Para começar, uma síntese dos temas que serão desdobrados no arquivo seguinte.

O SUS, este incompreendido  Todo mundo tem um amigo, parente ou conhecido que esteve em uma unidade do nosso sistema de saúde e saiu de lá com alguma reclamação a fazer. Dizem que na Inglaterra, no Japão ou nos Estados Unidos é assim também, mas isso não deve ser argumento bastante para baixarmos a guarda em relação às exigências que devem ser feitas não só em relação ao SUS, mas a qualquer sistema de saúde no mundo.
Minha bagagem  Sou docente aposentado na Universidade de Brasília desde 2003 e fui, depois disso, Secretário Municipal de Saúde em Uberlândia, entre 2003 e 2004. Já o tinha sido entre 1983 e 1988, o que registrarei em outro momento deste texto. Fui também docente na UFMG na área da então chamada Medicina Tropical entre 1972 e 1973, depois exercendo tais funções na Universidade Federal de Uberlândia, nos anos 70 e 80.
No princípio não era o SUS  O que conhecemos hoje como SUS – Sistema Único de Saúde nem sempre existiu, embora já estivesse presente, pelo menos ao longo do século 20, um arremedo de sistema de saúde no país. Mas o que era isso, afinal?
Entre o (modelo) Alemão e o Inglês  O surgimento da ideia de Previdência Social no Brasil está intimamente ligado ao período de modernização da economia, a partir dos anos 30 do século passado, quando o país gradualmente deixa de lado o modelo chamado de agrário-exportador para adentrar no urbano-industrial, que prevalece ainda hoje. O país optou por organizar tal sistema inspirado particularmente no modelo alemão, também dito bismarckiano…
Saudades da era pré-SUS? Fala sério…  A recente onda de revival político instalada durante o governo que passou, com aquela história de que não houve ditadura no Brasil e também que nesta época o país era melhor do que atualmente, parece ter seus desdobramentos também no campo da saúde. Não é que outro dia na fila da farmácia um senhorzinho insistia em afirmar à mocinha à sua frente que na área da saúde “as coisas haviam piorado muito”…
Quanta mudança…  Com efeito, tudo o mais na saúde era bem diferente naqueles velhos tempos do que é hoje, por exemplo, na essência demográfica e epidemiológica; nas características da formação médica e nas condições de exercício da medicina, para bem caracterizar o que esperava um jovem ingressante na carreira médica entre os anos 60 e 70, como foi o meu caso. Tempos melhores ou piores do que os atuais?

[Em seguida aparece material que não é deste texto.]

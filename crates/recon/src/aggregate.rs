use std::collections::BTreeMap;

use chrono::NaiveDate;

use crate::config::Labels;
use crate::model::{AggregateResult, Category, MapRecord, ReconMeta};
use crate::normalize::{format_local_date, is_time_empty};

/// Where a map's issue date falls relative to the anchor date.
#[derive(Debug, Clone, Copy, PartialEq, Eq)]
pub struct DateStanding {
    pub is_today: bool,
    pub is_future: bool,
}

impl DateStanding {
    /// An unknown issue date is neither today nor future.
    pub fn of(map: &MapRecord, today: NaiveDate, today_label: &str) -> Self {
        let is_today = map.issue_date_label == today_label || map.issue_date == Some(today);
        let is_future = map.issue_date.is_some_and(|d| d > today);
        Self { is_today, is_future }
    }
}

/// Whether `map` is counted under `category`. Every category but
/// [`Category::Future`] excludes future-dated maps.
pub fn belongs_to(category: Category, map: &MapRecord, standing: DateStanding) -> bool {
    if standing.is_future {
        return category == Category::Future;
    }

    let status = map.status_lower();
    let t = &map.timing;
    match category {
        Category::All => true,
        Category::PriorDays => !standing.is_today,
        Category::Open => status == "aberto",
        Category::Released => status == "liberado" || status == "concluido",
        Category::FinanceReleased => status == "financeiro liberado",
        Category::NotDeparted => is_time_empty(&t.depart),
        Category::EnRoute => {
            !is_time_empty(&t.depart)
                && is_time_empty(&t.arrive)
                && is_time_empty(&t.physical_confirm)
                && is_time_empty(&t.financial_confirm)
        }
        Category::PhysicalDelay => {
            !is_time_empty(&t.arrive) && is_time_empty(&t.physical_confirm) && status == "aberto"
        }
        Category::AutoReopened => map.is_auto_reopened,
        Category::NonFinancial => map.is_non_financial(),
        Category::Future => false,
    }
}

/// Categories `map` is counted under, in [`Category::ALL`] order.
pub fn categories_of(map: &MapRecord, standing: DateStanding) -> impl Iterator<Item = Category> + '_ {
    Category::ALL
        .into_iter()
        .filter(move |c| belongs_to(*c, map, standing))
}

/// Accumulates category counts and the earliest future issue date over a
/// pass's maps.
#[derive(Debug)]
pub struct Aggregator {
    today: NaiveDate,
    today_label: String,
    maps: Vec<MapRecord>,
    counts: BTreeMap<Category, usize>,
    earliest_future: Option<(NaiveDate, String)>,
}

impl Aggregator {
    pub fn new(today: NaiveDate) -> Self {
        Self {
            today,
            today_label: format_local_date(today),
            maps: Vec::new(),
            counts: Category::ALL.into_iter().map(|c| (c, 0)).collect(),
            earliest_future: None,
        }
    }

    pub fn push(&mut self, map: MapRecord) {
        let standing = DateStanding::of(&map, self.today, &self.today_label);

        for category in categories_of(&map, standing) {
            *self.counts.entry(category).or_insert(0) += 1;
        }

        if standing.is_future {
            if let Some(date) = map.issue_date {
                let earlier = self.earliest_future.as_ref().map_or(true, |(d, _)| date < *d);
                if earlier {
                    self.earliest_future = Some((date, map.issue_date_label.clone()));
                }
            }
        }

        self.maps.push(map);
    }

    pub fn finish(self, labels: &Labels, meta: ReconMeta) -> AggregateResult {
        let future_label = match self.earliest_future {
            Some((_, label)) => format!("{} {label}", labels.future_prefix),
            None => labels.future_default.clone(),
        };

        AggregateResult {
            meta,
            maps: self.maps,
            counts: self
                .counts
                .into_iter()
                .map(|(c, n)| (c.key().to_string(), n))
                .collect(),
            future_label,
        }
    }
}

#[cfg(test)]
mod tests {
    use super::*;
    use crate::model::{FinancialSummary, InvoiceCategory, InvoiceRecord, TimingLog};

    fn today() -> NaiveDate {
        NaiveDate::from_ymd_opt(2026, 3, 10).unwrap()
    }

    fn map(status: &str, issue: &str) -> MapRecord {
        MapRecord {
            id: "1".into(),
            status: status.into(),
            total_value: "10,00".into(),
            issue_date_label: issue.into(),
            issue_date: crate::normalize::try_parse_local_date(issue),
            driver: "FULANO".into(),
            plate: "ABC1234".into(),
            timing: TimingLog::default(),
            financial: FinancialSummary::default(),
            invoices: Vec::new(),
            is_auto_reopened: false,
            is_pickup_only: false,
        }
    }

    fn invoice(category: InvoiceCategory) -> InvoiceRecord {
        InvoiceRecord {
            number: "1".into(),
            customer_code: "C".into(),
            legal_name: "L".into(),
            payment_condition: "X".into(),
            total_display: "1,00".into(),
            status_label: category.label().into(),
            category,
        }
    }

    fn categories(map: &MapRecord) -> Vec<Category> {
        let standing = DateStanding::of(map, today(), &format_local_date(today()));
        categories_of(map, standing).collect()
    }

    fn meta() -> ReconMeta {
        ReconMeta {
            engine_version: "test".into(),
            today: today(),
            sources_loaded: vec![],
        }
    }

    #[test]
    fn today_open_map() {
        let cats = categories(&map("Aberto", "10/03/2026"));
        assert_eq!(
            cats,
            vec![Category::All, Category::Open, Category::NotDeparted, Category::NonFinancial]
        );
    }

    #[test]
    fn prior_day_released_map() {
        let cats = categories(&map("CONCLUIDO", "09/03/2026"));
        assert!(cats.contains(&Category::All));
        assert!(cats.contains(&Category::PriorDays));
        assert!(cats.contains(&Category::Released));
        assert!(!cats.contains(&Category::Open));
    }

    #[test]
    fn future_map_is_only_future() {
        let mut m = map("Aberto", "11/03/2026");
        m.is_auto_reopened = true;
        assert_eq!(categories(&m), vec![Category::Future]);
    }

    #[test]
    fn unknown_issue_date_counts_as_prior() {
        let cats = categories(&map("financeiro liberado", "---"));
        assert!(cats.contains(&Category::PriorDays));
        assert!(cats.contains(&Category::FinanceReleased));
        assert!(!cats.contains(&Category::Future));
    }

    #[test]
    fn unpadded_labels_compare_by_calendar_date() {
        let same_day = map("Aberto", "10/3/2026");
        let cats = categories(&same_day);
        assert!(cats.contains(&Category::All));
        assert!(!cats.contains(&Category::PriorDays));

        assert_eq!(categories(&map("Aberto", "11/3/2026")), vec![Category::Future]);
        assert!(categories(&map("Aberto", "9/3/2026")).contains(&Category::PriorDays));

        let mut agg = Aggregator::new(today());
        agg.push(same_day);
        agg.push(map("Aberto", "11/3/2026"));
        agg.push(map("Aberto", "---"));
        let result = agg.finish(&Labels::default(), meta());
        assert_eq!(result.count(Category::All), 2);
        assert_eq!(result.count(Category::PriorDays), 1);
        assert_eq!(result.count(Category::Future), 1);
        assert_eq!(result.future_label, "FAT 11/3/2026");
    }

    #[test]
    fn timing_categories() {
        let mut en_route = map("Aberto", "10/03/2026");
        en_route.timing.depart = "07:00".into();
        let cats = categories(&en_route);
        assert!(cats.contains(&Category::EnRoute));
        assert!(!cats.contains(&Category::NotDeparted));
        assert!(!cats.contains(&Category::PhysicalDelay));

        let mut delayed = en_route.clone();
        delayed.timing.arrive = "12:00".into();
        let cats = categories(&delayed);
        assert!(cats.contains(&Category::PhysicalDelay));
        assert!(!cats.contains(&Category::EnRoute));

        delayed.status = "Liberado".into();
        assert!(!categories(&delayed).contains(&Category::PhysicalDelay));
    }

    #[test]
    fn non_financial_requires_only_other_invoices() {
        let mut m = map("Aberto", "10/03/2026");
        m.invoices = vec![invoice(InvoiceCategory::Other), invoice(InvoiceCategory::Other)];
        assert!(categories(&m).contains(&Category::NonFinancial));

        m.invoices.push(invoice(InvoiceCategory::Returned));
        assert!(!categories(&m).contains(&Category::NonFinancial));
    }

    #[test]
    fn counts_and_earliest_future_label() {
        let mut agg = Aggregator::new(today());
        agg.push(map("Aberto", "10/03/2026"));
        agg.push(map("Liberado", "01/03/2026"));
        agg.push(map("Aberto", "20/03/2026"));
        agg.push(map("Aberto", "12/03/2026"));
        let result = agg.finish(&Labels::default(), meta());

        assert_eq!(result.maps.len(), 4);
        assert_eq!(result.count(Category::All), 2);
        assert_eq!(result.count(Category::PriorDays), 1);
        assert_eq!(result.count(Category::Open), 1);
        assert_eq!(result.count(Category::Released), 1);
        assert_eq!(result.count(Category::Future), 2);
        assert_eq!(result.count(Category::AutoReopened), 0);
        assert_eq!(result.counts.len(), Category::ALL.len());
        assert_eq!(result.future_label, "FAT 12/03/2026");
    }

    #[test]
    fn default_future_label() {
        let mut agg = Aggregator::new(today());
        agg.push(map("Aberto", "10/03/2026"));
        let result = agg.finish(&Labels::default(), meta());
        assert_eq!(result.future_label, "FAT FUTUROS");
        assert_eq!(result.count(Category::Future), 0);
    }
}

Minha vida profissional antes do SUS  A era pré-SUS ocupou toda a minha vida estudantil, de residente e mesmo vários anos, quase duas décadas, de minha vida profissional. A seguinte história resume bem os percalços de um jovem médico em tal era, ao tentar a vida no interior do país. Mas sinceramente, em termos de preparação para os desafios do dia a dia, ainda mais nas brenhas da nação, desconfio que não houve muitas mudanças no cenário, se não para pior…
Medicina pré-SUS: Uberlândia, um caso emblemáticoA cidade de Uberlândia já era, na ocasião, um sonho feliz de cidade, como disse Caetano a respeito de Salvador. Mas a felicidade ali era dada pelo padrão de renda e consumo, superior à média nacional, o que conferiu a um polígono formado, entre outras cidades, por Ribeirão Preto, Uberaba, Barretos, além de Uberlândia, o designativo de Califórnia Brasileira, meio pretensioso, como era de costume naquela época de (falsos) milagres…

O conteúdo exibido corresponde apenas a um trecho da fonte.